ZimRe Plans $40M Raise Via Botswana Listing

ZHL aims to boost capital and ratings with offshore reinsurance listing amid balance sheet expansion and asset leveraging efforts

by Adenike Adeodun

KEY POINTS


  • ZimRe’s capital raise aims to strengthen the balance sheet.
  • Botswana listing to unlock foreign investor confidence.
  • Asset leverage is key to boosting shareholder returns.

ZimRe Holdings Ltd. is looking to raise up to $40 million through the listing of its reinsurance subsidiary, EmeritusRe International, on the Botswana Stock Exchange, a move aimed at strengthening its capital base and regaining competitiveness in the regional market.

The diversified financial services group consolidated its Botswana operations in 2023 after regulatory shifts allowed local underwriting. That merger formed EmeritusRe International, now the centerpiece of ZimRe’s capital-raising plan.

ZimRe eyes capital raise in Botswana

Stanley Kudenga, the Chief Executive Officer, confirmed that the group has already hired financial advisers and anticipates completion of most groundwork by year-end.

“We’re looking at raising between $30 million and $40 million,” Kudenga said during the company’s annual general meeting last Thursday. “Hopefully before Q1 next year, we’ll have clear direction.”

The listing is expected to provide ZimRe with much-needed capital to boost its balance sheet. Furthermore, this should improve its ratings, which are critical in the competitive reinsurance market, where firms often require strong financial backing to secure large underwriting mandates.

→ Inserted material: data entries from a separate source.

//! Error types.
//!
//! [`EnvfigError`] is what every public operation returns. Coercion failures
//! are described by [`ParseError`] and wrapped with the field path and the
//! environment variable that produced the raw value. Declaration mistakes that
//! the type system cannot catch surface as [`SchemaError`], and file decoding
//! failures as [`DecodeError`].

use std::path::PathBuf;

use thiserror::Error;

/// Boxed error used by user hooks and registered parsers.
pub type BoxError = Box<dyn std::error::Error + Send + Sync + 'static>;

#[derive(Debug, Error)]
#[cfg_attr(feature = "rich-errors", derive(miette::Diagnostic))]
pub enum EnvfigError {
    /// A required field resolved no value and still holds its zero value.
    #[error("field '{path}' is required but the value is not provided")]
    #[cfg_attr(
        feature = "rich-errors",
        diagnostic(
            code(envfig::required),
            help("set one of the field's environment variables")
        )
    )]
    Required {
        path: String,
        /// Primary environment variable of the field, if it declares any.
        env: Option<String>,
    },

    /// A raw value could not be converted into the field's type.
    ///
    /// `env` is the variable the value was read from, or empty when the value
    /// came from the field's default.
    #[error("parsing field '{path}' env '{env}': {source}")]
    #[cfg_attr(feature = "rich-errors", diagnostic(code(envfig::parse)))]
    Parse {
        path: String,
        env: String,
        source: ParseError,
    },

    #[error(transparent)]
    #[cfg_attr(feature = "rich-errors", diagnostic(code(envfig::schema)))]
    Schema(#[from] SchemaError),

    #[error("config file parsing error: {source}")]
    #[cfg_attr(feature = "rich-errors", diagnostic(code(envfig::decode)))]
    Decode { path: PathBuf, source: DecodeError },

    #[error("Failed to read {path}: {source}")]
    #[cfg_attr(feature = "rich-errors", diagnostic(code(envfig::io)))]
    Io {
        path: PathBuf,
        source: std::io::Error,
    },

    #[error("file format '{ext}' of {path} is not supported by the parser")]
    #[cfg_attr(
        feature = "rich-errors",
        diagnostic(
            code(envfig::format),
            help("use one of: .yaml, .yml, .json, .toml, .edn, .env")
        )
    )]
    UnsupportedFormat { path: PathBuf, ext: String },

    /// The record's [`refresh`](crate::Configure::refresh) hook failed.
    #[error("config refresh failed: {0}")]
    #[cfg_attr(feature = "rich-errors", diagnostic(code(envfig::refresh)))]
    Refresh(#[source] BoxError),

    #[error("Failed to write usage: {0}")]
    #[cfg_attr(feature = "rich-errors", diagnostic(code(envfig::output)))]
    Output(#[from] std::io::Error),
}

/// A raw string could not be coerced into the target type.
#[derive(Debug, Error)]
pub enum ParseError {
    #[error("invalid {kind} value {value:?}: {reason}")]
    Invalid {
        kind: String,
        value: String,
        reason: String,
    },

    /// A mapping entry without the `:` delimiter.
    #[error("invalid map item: {0:?}")]
    MalformedPair(String),

    /// No registered parser and no built-in coercion for the target type.
    #[error("unsupported type {0}")]
    UnsupportedType(String),

    /// Error returned by a user parser, `Setter` or `FromStr` implementation.
    #[error(transparent)]
    Custom(BoxError),
}

impl ParseError {
    pub(crate) fn invalid(kind: impl Into<String>, value: &str, reason: impl ToString) -> Self {
        ParseError::Invalid {
            kind: kind.into(),
            value: value.to_string(),
            reason: reason.to_string(),
        }
    }
}

/// A field declaration that cannot be used for population.
#[derive(Debug, Error)]
pub enum SchemaError {
    #[error("field '{field}' declares an empty environment variable name")]
    EmptySourceName { field: String },

    #[error("field '{field}' declares an empty separator")]
    EmptySeparator { field: String },
}

/// Failure reported by a structured file decoder.
#[derive(Debug, Error)]
pub enum DecodeError {
    #[error(transparent)]
    Yaml(#[from] serde_yaml::Error),

    #[error(transparent)]
    Json(#[from] serde_json::Error),

    #[error(transparent)]
    Toml(#[from] toml::de::Error),

    #[error("{0}")]
    Edn(String),

    #[error(transparent)]
    Dotenv(#[from] dotenvy::Error),
}

#[cfg(test)]
mod tests {
    use super::*;

    #[test]
    fn required_formats_field_path() {
        let err = EnvfigError::Required {
            path: "database.host".into(),
            env: Some("DB_HOST".into()),
        };
        let msg = err.to_string();
        assert!(msg.contains("database.host"));
        assert!(msg.contains("required"));
    }

    #[test]
    fn parse_formats_path_env_and_cause() {
        let err = EnvfigError::Parse {
            path: "port".into(),
            env: "PORT".into(),
            source: ParseError::invalid("u16", "abc", "invalid digit found in string"),
        };
        let msg = err.to_string();
        assert!(msg.contains("'port'"));
        assert!(msg.contains("'PORT'"));
        assert!(msg.contains("\"abc\""));
    }

    #[test]
    fn malformed_pair_names_the_pair() {
        let err = ParseError::MalformedPair("bad".into());
        assert_eq!(err.to_string(), "invalid map item: \"bad\"");
    }

    #[test]
    fn decode_error_has_parsing_prefix() {
        let source = serde_json::from_str::<u8>("{").unwrap_err();
        let err = EnvfigError::Decode {
            path: "cfg.json".into(),
            source: DecodeError::Json(source),
        };
        assert!(err.to_string().starts_with("config file parsing error:"));
    }

    #[test]
    fn schema_error_is_transparent() {
        let err: EnvfigError = SchemaError::EmptySeparator {
            field: "hosts".into(),
        }
        .into();
        assert_eq!(err.to_string(), "field 'hosts' declares an empty separator");
    }
}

Capital raise to strengthen balance sheet rating

Kudenga emphasized that emerging from Zimbabwe, where macroeconomic volatility has taken its toll, ZimRe needs capital raised in a more stable environment like Botswana to compete effectively.

“Even the companies we reinsure in the region now have stronger balance sheets than us,” he said. “For us to become a major player again in Africa, we need a stronger balance sheet, and we can only get that through raising capital in a higher-rated jurisdiction.”

Moreover, the stability of Botswana’s financial environment, he added, gives investors more assurance than Zimbabwe currently can.

Optimisation, not just stability, drives growth strategy

ZimRe is also pursuing balance sheet optimization, seeking to move beyond just risk reduction to improving returns. Kudenga observed that the group’s assets heavily favor property. As of 2024, property holdings were valued at $87.02 million, accounting for nearly 40 percent of total assets.

“But property rentals are capped,” he said. “You can’t push them beyond 10 to 15 percent. So we need to leverage those assets more creatively to boost returns for shareholders.”

The group’s total assets stood at $223.04 million as of March 2025, a 7 percent increase from 2024, primarily due to operational cash flow.